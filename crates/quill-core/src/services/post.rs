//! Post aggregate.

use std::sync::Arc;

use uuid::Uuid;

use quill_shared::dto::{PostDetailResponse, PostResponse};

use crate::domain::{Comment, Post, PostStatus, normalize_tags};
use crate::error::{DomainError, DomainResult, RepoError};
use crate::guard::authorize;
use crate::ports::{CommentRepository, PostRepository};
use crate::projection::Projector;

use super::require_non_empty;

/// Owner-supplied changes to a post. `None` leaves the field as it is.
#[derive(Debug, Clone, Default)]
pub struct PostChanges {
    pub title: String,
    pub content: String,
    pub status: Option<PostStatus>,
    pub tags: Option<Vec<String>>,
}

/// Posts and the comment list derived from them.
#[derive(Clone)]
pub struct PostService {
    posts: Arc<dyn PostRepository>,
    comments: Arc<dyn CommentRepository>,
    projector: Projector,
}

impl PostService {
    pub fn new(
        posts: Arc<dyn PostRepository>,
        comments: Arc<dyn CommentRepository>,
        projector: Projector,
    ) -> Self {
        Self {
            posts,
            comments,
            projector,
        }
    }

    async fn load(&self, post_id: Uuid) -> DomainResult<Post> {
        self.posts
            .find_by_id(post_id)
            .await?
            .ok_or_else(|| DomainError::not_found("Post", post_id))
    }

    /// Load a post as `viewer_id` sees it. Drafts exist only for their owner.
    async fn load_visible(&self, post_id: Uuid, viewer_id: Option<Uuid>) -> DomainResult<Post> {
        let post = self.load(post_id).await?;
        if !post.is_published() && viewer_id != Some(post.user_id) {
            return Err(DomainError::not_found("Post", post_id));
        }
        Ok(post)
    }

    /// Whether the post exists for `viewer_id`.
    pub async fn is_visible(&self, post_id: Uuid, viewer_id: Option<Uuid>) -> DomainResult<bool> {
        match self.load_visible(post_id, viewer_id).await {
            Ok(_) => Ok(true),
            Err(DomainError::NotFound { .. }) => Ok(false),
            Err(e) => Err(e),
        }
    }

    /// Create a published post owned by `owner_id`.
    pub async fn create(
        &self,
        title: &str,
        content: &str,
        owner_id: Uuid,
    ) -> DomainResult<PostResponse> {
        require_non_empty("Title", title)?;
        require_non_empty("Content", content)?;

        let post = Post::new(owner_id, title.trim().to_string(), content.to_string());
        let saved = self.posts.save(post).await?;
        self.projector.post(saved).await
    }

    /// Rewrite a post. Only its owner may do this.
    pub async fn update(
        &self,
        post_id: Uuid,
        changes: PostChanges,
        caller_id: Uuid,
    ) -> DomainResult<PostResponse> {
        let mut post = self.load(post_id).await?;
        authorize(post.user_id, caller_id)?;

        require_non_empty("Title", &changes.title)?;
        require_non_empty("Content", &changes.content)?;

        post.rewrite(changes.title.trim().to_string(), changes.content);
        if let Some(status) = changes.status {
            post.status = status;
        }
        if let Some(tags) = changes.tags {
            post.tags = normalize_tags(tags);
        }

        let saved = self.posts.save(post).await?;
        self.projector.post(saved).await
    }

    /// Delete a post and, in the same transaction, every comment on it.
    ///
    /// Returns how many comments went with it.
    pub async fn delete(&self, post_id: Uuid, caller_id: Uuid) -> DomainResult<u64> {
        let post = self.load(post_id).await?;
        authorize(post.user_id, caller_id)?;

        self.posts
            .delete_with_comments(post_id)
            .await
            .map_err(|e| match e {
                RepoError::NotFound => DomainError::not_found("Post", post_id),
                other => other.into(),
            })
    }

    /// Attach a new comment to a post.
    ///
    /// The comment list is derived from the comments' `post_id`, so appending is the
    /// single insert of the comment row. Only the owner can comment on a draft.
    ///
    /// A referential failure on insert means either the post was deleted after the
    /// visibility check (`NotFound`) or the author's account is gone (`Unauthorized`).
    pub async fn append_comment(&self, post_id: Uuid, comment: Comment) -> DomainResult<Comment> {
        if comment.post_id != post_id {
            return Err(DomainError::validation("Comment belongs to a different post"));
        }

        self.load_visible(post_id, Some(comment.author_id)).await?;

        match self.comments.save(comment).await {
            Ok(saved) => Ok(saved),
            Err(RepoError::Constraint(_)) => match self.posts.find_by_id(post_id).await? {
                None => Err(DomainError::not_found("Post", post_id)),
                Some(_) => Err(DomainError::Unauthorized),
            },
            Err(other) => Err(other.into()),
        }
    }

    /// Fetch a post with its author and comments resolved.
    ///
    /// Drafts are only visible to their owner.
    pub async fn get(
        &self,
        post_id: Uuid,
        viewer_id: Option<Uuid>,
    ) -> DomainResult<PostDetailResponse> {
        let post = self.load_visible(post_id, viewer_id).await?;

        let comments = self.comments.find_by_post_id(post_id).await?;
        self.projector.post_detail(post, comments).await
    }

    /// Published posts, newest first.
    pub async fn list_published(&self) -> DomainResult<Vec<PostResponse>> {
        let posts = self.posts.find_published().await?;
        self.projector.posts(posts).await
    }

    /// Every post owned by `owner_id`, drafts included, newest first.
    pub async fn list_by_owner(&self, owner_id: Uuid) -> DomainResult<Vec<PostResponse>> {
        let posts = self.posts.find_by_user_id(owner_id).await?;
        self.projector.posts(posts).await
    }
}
·····
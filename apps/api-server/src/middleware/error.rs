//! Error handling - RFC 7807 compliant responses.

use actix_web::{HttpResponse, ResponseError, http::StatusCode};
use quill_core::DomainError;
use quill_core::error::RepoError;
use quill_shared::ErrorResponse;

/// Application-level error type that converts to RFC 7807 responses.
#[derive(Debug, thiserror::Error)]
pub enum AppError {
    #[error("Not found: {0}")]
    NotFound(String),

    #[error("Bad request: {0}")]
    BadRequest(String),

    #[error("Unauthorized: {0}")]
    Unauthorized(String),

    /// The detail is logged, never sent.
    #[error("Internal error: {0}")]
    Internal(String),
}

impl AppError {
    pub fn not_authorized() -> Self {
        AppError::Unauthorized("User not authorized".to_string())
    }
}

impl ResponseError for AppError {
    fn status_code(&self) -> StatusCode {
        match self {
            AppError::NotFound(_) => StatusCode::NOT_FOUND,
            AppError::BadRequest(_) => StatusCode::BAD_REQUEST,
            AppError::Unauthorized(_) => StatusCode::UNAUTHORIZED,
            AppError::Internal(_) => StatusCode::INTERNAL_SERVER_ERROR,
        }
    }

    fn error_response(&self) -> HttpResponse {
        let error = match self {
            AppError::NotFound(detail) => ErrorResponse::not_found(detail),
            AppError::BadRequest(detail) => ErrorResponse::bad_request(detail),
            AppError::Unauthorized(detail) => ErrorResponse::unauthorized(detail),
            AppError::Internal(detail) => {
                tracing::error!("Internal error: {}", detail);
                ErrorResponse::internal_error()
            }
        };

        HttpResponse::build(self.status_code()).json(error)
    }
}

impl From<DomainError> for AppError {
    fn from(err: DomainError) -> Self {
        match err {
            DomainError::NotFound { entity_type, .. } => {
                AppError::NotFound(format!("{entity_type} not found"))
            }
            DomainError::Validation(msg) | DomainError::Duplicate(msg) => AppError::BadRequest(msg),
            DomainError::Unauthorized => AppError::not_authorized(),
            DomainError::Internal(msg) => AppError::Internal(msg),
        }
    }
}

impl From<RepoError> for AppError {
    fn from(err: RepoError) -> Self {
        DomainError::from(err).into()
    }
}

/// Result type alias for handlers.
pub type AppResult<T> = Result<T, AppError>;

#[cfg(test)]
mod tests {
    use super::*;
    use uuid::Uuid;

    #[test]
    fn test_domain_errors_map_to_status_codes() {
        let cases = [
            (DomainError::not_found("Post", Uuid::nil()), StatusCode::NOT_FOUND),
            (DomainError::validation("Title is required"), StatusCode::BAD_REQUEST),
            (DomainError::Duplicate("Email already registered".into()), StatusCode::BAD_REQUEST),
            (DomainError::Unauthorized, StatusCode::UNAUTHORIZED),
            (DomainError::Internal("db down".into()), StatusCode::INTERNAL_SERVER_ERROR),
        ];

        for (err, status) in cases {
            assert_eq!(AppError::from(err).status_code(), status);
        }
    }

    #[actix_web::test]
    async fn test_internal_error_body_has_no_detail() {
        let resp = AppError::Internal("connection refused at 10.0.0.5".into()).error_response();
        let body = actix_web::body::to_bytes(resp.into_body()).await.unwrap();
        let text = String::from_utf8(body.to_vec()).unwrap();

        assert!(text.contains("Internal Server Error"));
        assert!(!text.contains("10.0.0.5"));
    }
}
·····
#### Action item:
Nothing should appear in the answer except the lines above from the line with "or the author's" through the line with "posts, newest first.", both included, written out exactly.

#### Task result:
    /// visibility check (`NotFound`) or the author's account is gone (`Unauthorized`).
    pub async fn append_comment(&self, post_id: Uuid, comment: Comment) -> DomainResult<Comment> {
        if comment.post_id != post_id {
            return Err(DomainError::validation("Comment belongs to a different post"));
        }

        self.load_visible(post_id, Some(comment.author_id)).await?;

        match self.comments.save(comment).await {
            Ok(saved) => Ok(saved),
            Err(RepoError::Constraint(_)) => match self.posts.find_by_id(post_id).await? {
                None => Err(DomainError::not_found("Post", post_id)),
                Some(_) => Err(DomainError::Unauthorized),
            },
            Err(other) => Err(other.into()),
        }
    }

    /// Fetch a post with its author and comments resolved.
    ///
    /// Drafts are only visible to their owner.
    pub async fn get(
        &self,
        post_id: Uuid,
        viewer_id: Option<Uuid>,
    ) -> DomainResult<PostDetailResponse> {
        let post = self.load_visible(post_id, viewer_id).await?;

        let comments = self.comments.find_by_post_id(post_id).await?;
        self.projector.post_detail(post, comments).await
    }

    /// Published posts, newest first.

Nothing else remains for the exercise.